The US has launched a new $675 million (£559m) programme to expand the domestic critical materials supply chain to support the clean energy transition.
The Department of Energy (DOE) has issued a Request for Information (RFI) on the development, implementation and commercialisation of the programme and address the vulnerabilities in the supply chain.
Critical materials, which include rare-earth elements, lithium, nickel and cobalt are required for manufacturing many clean energy technologies, including batteries, electric vehicles (EVs), wind turbines and solar panels.
Global demand for critical materials is expected to increase by 400%-600% over the next several decades and for certain materials, such as lithium and graphite, used in EV batteries, demand is expected to increase by as much as 4,000%.
The DOE is seeking feedback from industry, academia, research laboratories, government agencies, state and local coalitions, community-based organisations and others on the structure of the programme, timing, distribution of funds and selection criteria.

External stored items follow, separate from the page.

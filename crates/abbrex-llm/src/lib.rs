//! Abbrex LLM Provider Layer
//!
//! Text-generation provider implementations for the generative extraction
//! strategy.
//!
//! # Architecture
//!
//! This crate provides implementations of the `TextGenerator` trait from
//! `abbrex-domain`. Every provider receives its configuration (API key,
//! model, endpoint) explicitly through its constructor.
//!
//! # Providers
//!
//! - `MockProvider`: Deterministic mock for testing
//! - `GroqProvider`: OpenAI-compatible chat-completions API (Groq by default)
//!
//! # Examples
//!
//! ```
//! use abbrex_llm::MockProvider;
//! use abbrex_domain::traits::TextGenerator;
//!
//! let provider = MockProvider::new("CAS: Chinese Academy of Science");
//! let result = provider.generate("list abbreviations").unwrap();
//! assert_eq!(result, "CAS: Chinese Academy of Science");
//! ```

#![warn(missing_docs)]

pub mod groq;

use abbrex_domain::traits::TextGenerator;
use std::collections::HashMap;
use std::sync::atomic::{AtomicUsize, Ordering};
use std::sync::{Arc, Mutex};
use thiserror::Error;

pub use groq::GroqProvider;

/// Failures of a text-generation call
#[derive(Error, Debug)]
pub enum LlmError {
    /// Endpoint unreachable or answered with an unexpected status
    #[error("Communication error: {0}")]
    Communication(String),

    /// API key missing or rejected
    #[error("Authentication failed: {0}")]
    Authentication(String),

    /// Response body did not contain a completion
    #[error("Invalid response: {0}")]
    InvalidResponse(String),

    /// Rate limit or quota exceeded
    #[error("Rate limit exceeded")]
    RateLimitExceeded,

    /// Endpoint does not serve the requested model
    #[error("Model not available: {0}")]
    ModelNotAvailable(String),

    /// Anything else, including scripted mock failures
    #[error("LLM error: {0}")]
    Other(String),
}

/// Scripted generator for tests
///
/// Replies come from a per-prompt script, falling back to a default reply or
/// failure. No network is involved. Clones share the script and the counter.
///
/// # Examples
///
/// ```
/// use abbrex_llm::MockProvider;
/// use abbrex_domain::traits::TextGenerator;
///
/// let mut provider = MockProvider::default();
/// provider.add_response("prompt1", "AB: alpha beta");
/// assert_eq!(provider.generate("prompt1").unwrap(), "AB: alpha beta");
/// assert_eq!(provider.call_count(), 1);
/// ```
#[derive(Debug, Clone)]
pub struct MockProvider {
    default_response: Scripted,
    responses: Arc<Mutex<HashMap<String, Scripted>>>,
    call_count: Arc<AtomicUsize>,
}

#[derive(Debug, Clone)]
enum Scripted {
    Reply(String),
    Fail(String),
}

impl MockProvider {
    /// Reply with `response` to every unscripted prompt
    pub fn new(response: impl Into<String>) -> Self {
        Self::with_default(Scripted::Reply(response.into()))
    }

    /// Fail every unscripted prompt with `message`
    pub fn failing(message: impl Into<String>) -> Self {
        Self::with_default(Scripted::Fail(message.into()))
    }

    fn with_default(default_response: Scripted) -> Self {
        Self {
            default_response,
            responses: Arc::new(Mutex::new(HashMap::new())),
            call_count: Arc::new(AtomicUsize::new(0)),
        }
    }

    /// Script the reply for one exact prompt
    pub fn add_response(&mut self, prompt: impl Into<String>, response: impl Into<String>) {
        self.script(prompt.into(), Scripted::Reply(response.into()));
    }

    /// Script a failure for one exact prompt
    pub fn add_error(&mut self, prompt: impl Into<String>) {
        self.script(prompt.into(), Scripted::Fail("Mock error".to_string()));
    }

    fn script(&mut self, prompt: String, scripted: Scripted) {
        self.responses
            .lock()
            .unwrap_or_else(|poisoned| poisoned.into_inner())
            .insert(prompt, scripted);
    }

    /// Number of `generate` calls so far, across clones
    pub fn call_count(&self) -> usize {
        self.call_count.load(Ordering::SeqCst)
    }

    /// Zero the shared call counter
    pub fn reset_call_count(&self) {
        self.call_count.store(0, Ordering::SeqCst);
    }
}

impl Default for MockProvider {
    fn default() -> Self {
        Self::new("")
    }
}

impl TextGenerator for MockProvider {
    type Error = LlmError;

    fn generate(&self, prompt: &str) -> Result<String, Self::Error> {
        self.call_count.fetch_add(1, Ordering::SeqCst);

        let scripted = self
            .responses
            .lock()
            .unwrap_or_else(|poisoned| poisoned.into_inner())
            .get(prompt)
            .cloned()
            .unwrap_or_else(|| self.default_response.clone());

        match scripted {
            Scripted::Reply(response) => Ok(response),
            Scripted::Fail(message) => Err(LlmError::Other(message)),
        }
    }
}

Energy Secretary Jennifer M. Granholm said: “We can follow through on President Biden’s clean energy commitments and make our nation more secure by increasing our ability to source, process and manufacture critical materials right here at home.
“The Bipartisan Infrastructure Law is supporting DOE’s effort to invest in the building blocks of clean energy technologies, which will revitalise America’s manufacturing leadership and bring along the benefits of good paying jobs.”